Эти свидетельства для нас чрезвычайно важны, потому что по одной из расхожих версий махновцы вырвались из Крыма тайным путем, нежданно-негаданно явившись перед Перекопом и назвав верный пароль, чем как будто ввели в заблуждение охранявшие Турецкий вал части 1-й стрелковой дивизии, даже не вызвав у них подозрений. Все это – что совершенно ясно становится из приказов Корка – нимало не соответствует действительности. Красные знали обо всех передвижениях махновцев, но ровным счетом ничего не предпринимали. Якобы было столкновение с частями 52-й дивизии, но в это верится с трудом: еще и трех недель не прошло, как они вместе форсировали Сиваш. Как было драться братьям по оружию? В этом смысле весь план «замкнуть» махновцев в Крыму имел колоссальный изначальный изъян: разгром повстанцев должны были осуществить те самые части, которые вместе с ними сражались против белых. Предполагалось, очевидно, что тысячи простых солдат проявят большевистскую сознательность и совершат предательство с тою же легкостью, с какой повернулся политический рычажок в мозгах Ленина и Троцкого. Этого не произошло. «Следствием чего, – читаем у Н. Ефимова, – махновцы спокойно дошли до Армянского базара к вечеру 27 ноября» (24, 214). Здесь они разделились: одна группа двинулась на Литовский полуостров, возможно, еще усеянный телами убитых, которых некому было схоронить в ледяной степи, и ушла из Крыма через сивашский брод. Воистину, было что-то зловещее в этом ночном бегстве махновцев вспять – по следам своей величайшей победы! Вторая группа, может быть, и назвав какой-то пароль, «прошла у Перекопа мимо незначительных и небоеспособных частей первой стрелковой дивизии», которая, несомненно, поняла, кто перед нею, но решила боя не принимать (24, 214). Утром 28 ноября обе группы соединились в деревне Строгановка на Таврическом побережье. Казалось, им удалось вырваться из крымской западни. Однако радоваться было рано: именно здесь, в Таврии, ждали их части, которые не питали к ним никаких чувств и гораздо лучше были психологически подготовлены к операциям против них. [25]

вернуться

24

Среди попавших в плен были: разведчики – Васюк Мефодий, Илюсенко Иван, Николаенко Иван, Колмаков Егор, Шульков Петр, Мара Степан, Пилипенко Сергей, Маначински Антон, Марченко Андрей, Гак Фока, Порода Иван, Васин Василий; пулеметчики – Багиевский Григорий, Шевченко Федор; рядовой Марченко Илья; конюхи – Сниридов Иван, Прокопенко Кирилл, Прощенко Андрей, Мухин Трофим; зав. эвакогоспиталем Ромашек Фома; подводчики – Крахман Петр и Петр Петренко; вольный – Митник Абрам и разведчик Колтако (78, оп. 3, д. 589, л. 9).

вернуться

25

Любопытно, что неудачу уничтожения махновских войск в Крыму советские историки объясняют крайней усталостью частей после наступления – как будто махновцы не разделяли общих невзгод похода!

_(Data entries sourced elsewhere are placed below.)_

use std::sync::Arc;

use common::configuration::Configuration;

use crate::auth::Authenticator;
use crate::billing::Validator;
use crate::events::{Decorator, EventBus};
use crate::handlers::routes::ResponseCache;
use crate::policy::PolicyCache;
use crate::storage::{ConfigStore, EventStore};

/// Shared application state bundled into a single Arc-wrapped struct.
///
/// Both listeners clone one `Arc<AppState>` per connection instead of a
/// handful of component `Arc`s.
pub struct AppState {
    pub config: Arc<Configuration>,
    pub config_store: Arc<dyn ConfigStore>,
    pub event_store: Arc<dyn EventStore>,
    pub policies: Arc<PolicyCache>,
    pub authenticator: Authenticator,
    pub validator: Validator,
    /// Used on the request path for prompt cost estimates.
    pub decorator: Decorator,
    pub bus: Arc<EventBus>,
    /// Shared HTTP client for upstream requests (connection pooling / keep-alive).
    pub http_client: reqwest::Client,
    pub response_cache: ResponseCache,
}
use std::sync::Arc;
use std::time::{Duration, Instant};

use common::consts::{
    ANTHROPIC_PREFIX, AZURE_PREFIX, CUSTOM_PROVIDERS_PREFIX, HEALTH_PATH, OPENAI_PREFIX,
    ROUTES_PREFIX,
};
use hyper::body::Incoming;
use hyper::server::conn::http1;
use hyper::service::service_fn;
use hyper::{Method, Request};
use hyper_util::rt::TokioIo;
use hyper_util::server::graceful::GracefulShutdown;
use opentelemetry::global;
use opentelemetry::trace::FutureExt;
use opentelemetry_http::HeaderExtractor;
use tokio::net::TcpListener;
use tokio_util::sync::CancellationToken;
use tracing::{debug, info, warn};

use crate::app_state::AppState;
use crate::handlers::management::health;
use crate::handlers::response::{not_found, ProxyResponse};
use crate::handlers::{handle_admin, handle_proxy};
use crate::utils::metrics::track_request;

#[derive(Debug, Clone, Copy, PartialEq, Eq)]
pub enum Listener {
    Proxy,
    Admin,
}

impl Listener {
    pub fn as_str(&self) -> &'static str {
        match self {
            Listener::Proxy => "proxy",
            Listener::Admin => "admin",
        }
    }
}

fn is_proxy_path(path: &str) -> bool {
    [
        OPENAI_PREFIX,
        AZURE_PREFIX,
        ANTHROPIC_PREFIX,
        ROUTES_PREFIX,
        CUSTOM_PROVIDERS_PREFIX,
    ]
    .iter()
    .any(|prefix| {
        path.strip_prefix(prefix)
            .is_some_and(|rest| rest.starts_with('/'))
    })
}

// ---------------------------------------------------------------------------
// Request routing
// ---------------------------------------------------------------------------

/// Route an incoming HTTP request to the handler for its listener.
pub async fn route(
    listener: Listener,
    req: Request<Incoming>,
    state: Arc<AppState>,
) -> Result<ProxyResponse, hyper::Error> {
    let parent_cx = global::get_text_map_propagator(|p| p.extract(&HeaderExtractor(req.headers())));
    let started = Instant::now();
    let method = req.method().clone();
    let path = req.uri().path().to_string();

    let response = match listener {
        Listener::Proxy => match (&method, path.as_str()) {
            (&Method::GET, HEALTH_PATH) => health(),
            (_, p) if is_proxy_path(p) => handle_proxy(req, state).with_context(parent_cx).await?,
            _ => {
                debug!(method = %method, path = %path, "no route found");
                not_found()
            }
        },
        Listener::Admin => handle_admin(req, state).with_context(parent_cx).await?,
    };

    track_request(listener.as_str(), response.status().as_u16(), started.elapsed());
    Ok(response)
}

// ---------------------------------------------------------------------------
// Server loop
// ---------------------------------------------------------------------------

/// Accept connections until `cancel` fires, then give in-flight connections
/// up to `drain_timeout` to finish.
pub async fn serve(
    listener: TcpListener,
    kind: Listener,
    state: Arc<AppState>,
    cancel: CancellationToken,
    drain_timeout: Duration,
) {
    let graceful = GracefulShutdown::new();
    if let Ok(address) = listener.local_addr() {
        info!(listener = kind.as_str(), address = %address, "server listening");
    }

    loop {
        tokio::select! {
            result = listener.accept() => {
                let (stream, peer_addr) = match result {
                    Ok(accepted) => accepted,
                    Err(e) => {
                        warn!(listener = kind.as_str(), error = %e, "failed to accept connection");
                        continue;
                    }
                };
                let io = TokioIo::new(stream);
                let state = Arc::clone(&state);
                debug!(peer = ?peer_addr, "accepted connection");

                let service = service_fn(move |req| {
                    let state = Arc::clone(&state);
                    async move { route(kind, req, state).await }
                });
                let connection = graceful.watch(http1::Builder::new().serve_connection(io, service));

                tokio::task::spawn(async move {
                    if let Err(err) = connection.await {
                        warn!(error = ?err, "error serving connection");
                    }
                });
            }
            _ = cancel.cancelled() => {
                info!(listener = kind.as_str(), "stopped accepting connections");
                break;
            }
        }
    }

    drop(listener);
    match tokio::time::timeout(drain_timeout, graceful.shutdown()).await {
        Ok(()) => info!(listener = kind.as_str(), "in-flight requests drained"),
        Err(_) => warn!(
            listener = kind.as_str(),
            timeout_ms = drain_timeout.as_millis() as u64,
            "gave up waiting for in-flight requests"
        ),
    }
}
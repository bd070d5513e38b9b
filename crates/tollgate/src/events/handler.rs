use std::sync::Arc;

use async_trait::async_trait;
use common::consts::MICROS_PER_USD;
use common::models::{Event, Key};
use tracing::{debug, error, warn};

use super::consumer::MessageHandler;
use super::decorator::Decorator;
use super::{EventWithRequestAndContent, Message};
use crate::billing::{AccessCache, PolicyViolation, Recorder, Validator};
use crate::policy::PolicyCache;

/// Consumer-side accounting: price the request, charge the key, re-check its
/// limits and persist the event.
pub struct AccountingHandler {
    decorator: Decorator,
    recorder: Recorder,
    validator: Validator,
    access: Arc<dyn AccessCache>,
    policies: Arc<PolicyCache>,
}

impl AccountingHandler {
    pub fn new(
        decorator: Decorator,
        recorder: Recorder,
        validator: Validator,
        access: Arc<dyn AccessCache>,
        policies: Arc<PolicyCache>,
    ) -> Self {
        Self {
            decorator,
            recorder,
            validator,
            access,
            policies,
        }
    }

    pub async fn account(&self, content: &EventWithRequestAndContent) -> Event {
        let event = self.decorator.decorate(content);
        let key = &content.key;

        let micros = (event.cost_in_usd * MICROS_PER_USD).round() as i64;
        if let Err(e) = self
            .recorder
            .record_key_spend(&key.key_id, micros, key.cost_limit_in_usd_unit)
            .await
        {
            consumer_error("record_key_spend");
            error!(key_id = %key.key_id, micros, error = %e, "failed to record key spend");
        }

        if let Some(unit) = key.rate_limit_unit {
            if let Err(e) = self.recorder.record_request(&key.key_id, unit).await {
                consumer_error("record_request");
                error!(key_id = %key.key_id, error = %e, "failed to count request");
            }
        }

        self.enforce(key).await;

        if let Err(e) = self.recorder.record_event(&event).await {
            consumer_error("record_event");
            error!(event_id = %event.id, error = %e, "failed to persist event");
        }
        event
    }

    /// Re-validate with the fresh counters so the next request is refused
    /// without a full counter read.
    async fn enforce(&self, key: &Key) {
        match self.validator.validate_fresh(key, 0.0).await {
            Ok(()) => {}
            Err(PolicyViolation::Expired) => {
                if let Err(e) = self.policies.revoke_key(key, "ttl").await {
                    consumer_error("revoke_key");
                    error!(key_id = %key.key_id, error = %e, "failed to revoke expired key");
                }
            }
            Err(violation) => match violation.block(key) {
                Some((kind, unit)) => {
                    debug!(key_id = %key.key_id, kind = %kind, unit = %unit, "key over quota, marking blocked");
                    if let Err(e) = self.access.set(&key.key_id, kind, unit).await {
                        consumer_error("access_set");
                        warn!(key_id = %key.key_id, error = %e, "failed to set access marker");
                    }
                }
                None => debug!(key_id = %key.key_id, %violation, "key over a limit without a window"),
            },
        }
    }
}

fn consumer_error(step: &'static str) {
    metrics::counter!("consumer.errors", "step" => step).increment(1);
}

#[async_trait]
impl MessageHandler for AccountingHandler {
    async fn handle(&self, message: Arc<Message>) {
        match &*message {
            Message::Event(event) => {
                if let Err(e) = self.recorder.record_event(event).await {
                    consumer_error("record_event");
                    error!(event_id = %event.id, error = %e, "failed to persist event");
                }
            }
            Message::RequestContent(content) => {
                self.account(content).await;
            }
        }
    }
}
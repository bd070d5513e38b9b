use common::consts::{CUSTOM_EVENT_ID_HEADER, REQUEST_ID_HEADER};
use hyper::{HeaderMap, Request};

/// Extract request ID from incoming request headers, or generate a new UUID v4.
pub fn extract_request_id<T>(request: &Request<T>) -> String {
    request
        .headers()
        .get(REQUEST_ID_HEADER)
        .and_then(|h| h.to_str().ok())
        .filter(|s| !s.is_empty())
        .map(|s| s.to_string())
        .unwrap_or_else(|| uuid::Uuid::new_v4().to_string())
}

/// Client-supplied id that ties the resulting event to the caller's records.
pub fn extract_custom_event_id(headers: &HeaderMap) -> Option<String> {
    headers
        .get(CUSTOM_EVENT_ID_HEADER)
        .and_then(|h| h.to_str().ok())
        .map(str::trim)
        .filter(|s| !s.is_empty())
        .map(str::to_string)
}

/// Query string pairs, percent-decoding left to the caller.
pub fn query_param<'a>(query: Option<&'a str>, name: &str) -> Option<&'a str> {
    query?
        .split('&')
        .filter_map(|pair| pair.split_once('='))
        .find(|(k, _)| *k == name)
        .map(|(_, v)| v)
}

Это не помешало им, однако, выйти из Крыма за два дня, почти без потерь, действуя на удивление собранно. Значит, дело в другом. После разгрома Врангеля красноармейцы действительно не знали, зачем им дальше воевать. Казенные харчи, табак и обмундирование были явно недостаточными стимулами для продолжения войны. Солдаты перестали ощущать личную причастность к событиям, «революционный дух» поддерживался взвинченностью митингов и экзекуций. Психологически для махновцев ситуация была совсем другая: они мгновенно поняли, что «комиссары» их предали, а значит, предано все крестьянское дело и их задача – быстро и без потерь прорваться обратно к батьке, чтобы решить, кого и в какой последовательности бить.